Plant & Animal Genome VI Conference

W55

SUGARCANE MOSAIC VIRUS RESISTANT TRANSGENIC PLANTS

David North Plant Research Centre, Bureau of Sugar Experiment Stations, 50 Meiers Road, Indooroopilly, Brisbane, Australia 4068

Transgenic sugarcane plants containing a sugarcane mosaic potyvirus coat protein construct are resistant to challenge infection by the pathogen. These plants were produced by microprojectile transformation of embryogenic callus derived from immature leaf whorls. The selectable marker gene was cointroduced with the coat protein gene construct and transformed cells were selected on geniticin. The sugarcane callus was left in the dark for 9 weeks on geniticin supplemented medium before being transferred into light to induce plant regeneration. Regenerated plants were then established in pots in a containment glasshouse. All regenerated plants were screened for the presence of the transgenes using PCR, and positive plants maintained for virus challenge experiments. Sets from transgenic plants were planted in a containment glasshouse at the Pathology Farm of BSES and challenged with SCMV when the plants were approximately six weeks old.

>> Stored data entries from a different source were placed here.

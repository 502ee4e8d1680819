// Copyright 2025 The Tari Project
// SPDX-License-Identifier: BSD-3-Clause

use std::time::Duration;

use async_trait::async_trait;
use log::trace;
use url::Url;

use super::error::TransportError;

/// Header carrying the node API version the client speaks.
pub const API_VERSION_HEADER: &str = "X-IOTA-API-Version";
pub const API_VERSION: &str = "1";

/// Headers sent with every command.
pub const REQUEST_HEADERS: [(&str, &str); 2] = [("Content-Type", "application/json"), (API_VERSION_HEADER, API_VERSION)];

/// Delivers one encoded request to the node and returns the response body.
///
/// Implementations make exactly one attempt per call.
#[async_trait]
pub trait Transport: Send + Sync {
    async fn send(&self, url: &Url, headers: &[(&str, &str)], body: Vec<u8>) -> Result<Vec<u8>, TransportError>;
}

/// [`Transport`] over a `reqwest` client.
#[derive(Debug, Clone)]
pub struct HttpTransport {
    client: reqwest::Client,
}

impl HttpTransport {
    /// Creates a transport without a request timeout.
    pub fn new() -> Result<Self, TransportError> {
        let client = reqwest::Client::builder().build()?;
        Ok(Self { client })
    }

    /// Creates a transport that abandons a request after `timeout`.
    pub fn with_timeout(timeout: Duration) -> Result<Self, TransportError> {
        let client = reqwest::Client::builder().timeout(timeout).build()?;
        Ok(Self { client })
    }

    pub fn from_client(client: reqwest::Client) -> Self {
        Self { client }
    }
}

#[async_trait]
impl Transport for HttpTransport {
    async fn send(&self, url: &Url, headers: &[(&str, &str)], body: Vec<u8>) -> Result<Vec<u8>, TransportError> {
        let mut req = self.client.post(url.clone());
        for (name, value) in headers {
            req = req.header(*name, *value);
        }

        let resp = req.body(body).send().await?;
        trace!(status = resp.status().as_u16(); "HTTP: Node responded");

        if !resp.status().is_success() {
            let status = resp.status();
            let body = resp
                .text()
                .await
                .unwrap_or_else(|_| "Failed to read response body".into());
            return Err(TransportError::ServerError { status, body });
        }

        Ok(resp.bytes().await?.to_vec())
    }
}
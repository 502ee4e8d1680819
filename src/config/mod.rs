mod defaults;
mod loader;

pub use defaults::NodeSettings;
pub use loader::{get_default_config, load_configuration, load_node_settings, write_config_to};
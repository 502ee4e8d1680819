//! HTTP client module for the node command API.
//!
//! This module provides everything needed to call a node: a closed registry
//! of commands, a request encoder, a pluggable transport, a response decoder
//! and one typed response per command, composed by [`NodeClient`].
//!
//! # Architecture
//!
//! - [`Command`] / [`CommandKind`] - the command registry
//! - [`encode_request`] - command to canonical JSON body
//! - [`Transport`] / [`HttpTransport`] - a single POST to the node
//! - [`RawResponse`] - syntactic JSON decoding and field access
//! - Typed responses ([`NodeInfoResponse`], [`TipsResponse`], [`BalancesResponse`], ...)
//! - [`NodeClient`] - one method per command
//!
//! # Example
//!
//! ```rust,no_run
//! use url::Url;
//! use tangle_rpc::http::NodeClient;
//!
//! # async fn example() -> Result<(), anyhow::Error> {
//! let client = NodeClient::new(Url::parse("http://localhost:14265")?)?;
//!
//! let balances = client.get_balances(["ADDRESS9"], 100).await?;
//! println!("balance {:?} at milestone {}", balances.balances(), balances.milestone_index());
//! # Ok(())
//! # }
//! ```
//!
//! # Error Handling
//!
//! Every [`NodeClient`] method returns [`NodeError`], which tells apart:
//!
//! - Network failures and non-success statuses
//! - Bodies that are not JSON objects
//! - Errors reported by the node itself
//! - Responses missing a field, or holding one of the wrong type

mod command;
mod encoder;
mod error;
mod http_client;
mod node_client;
mod response;
mod types;

pub use command::{Command, CommandKind, Parameter};
pub use encoder::{COMMAND_KEY, encode_request, request_object};
pub use error::{NodeError, TransportError};
pub use http_client::{API_VERSION, API_VERSION_HEADER, HttpTransport, REQUEST_HEADERS, Transport};
pub use node_client::NodeClient;
pub use response::{RawResponse, ViewError};
pub use types::{
    AddNeighborsResponse, AttachToTangleResponse, BalancesResponse, BroadcastTransactionsResponse, CommandResponse,
    FindTransactionsResponse, InclusionStatesResponse, InterruptAttachingResponse, Neighbor, NeighborsResponse,
    NodeInfoResponse, RemoveNeighborsResponse, StoreTransactionsResponse, TipsResponse,
    TransactionsToApproveResponse, TrytesResponse,
};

Four phenotypic responses to infection were observed: immune resistance; recovery resistance; atypical symptoms (apparently resistant), and typical mosaic symptoms (susceptibility). Of the seventy lines assessed to date, ten show immunity, ten show recovery resistance and six show atypical symptoms. The resistance phenotype was 100% correlated with lack of systemic spread of the virus within the plant (ELISA data), and inoculum prepared from these plants was not infectious when back-inoculated on susceptible maize plants. In contrast, inoculum prepared from the susceptible lines showed 100% correlation with viral titre (ELISA data) and the development of typical symptoms on back-inoculated maize plants. Plants with atypical symptoms were negative for virus in the ELISA assay and symptoms did not develop on back-inoculated maize suggesting that these plants were indeed resistant. The origin of this resistance is unclear at this stage. Molecular analysis to elucidate this phenomenon is currently in progress.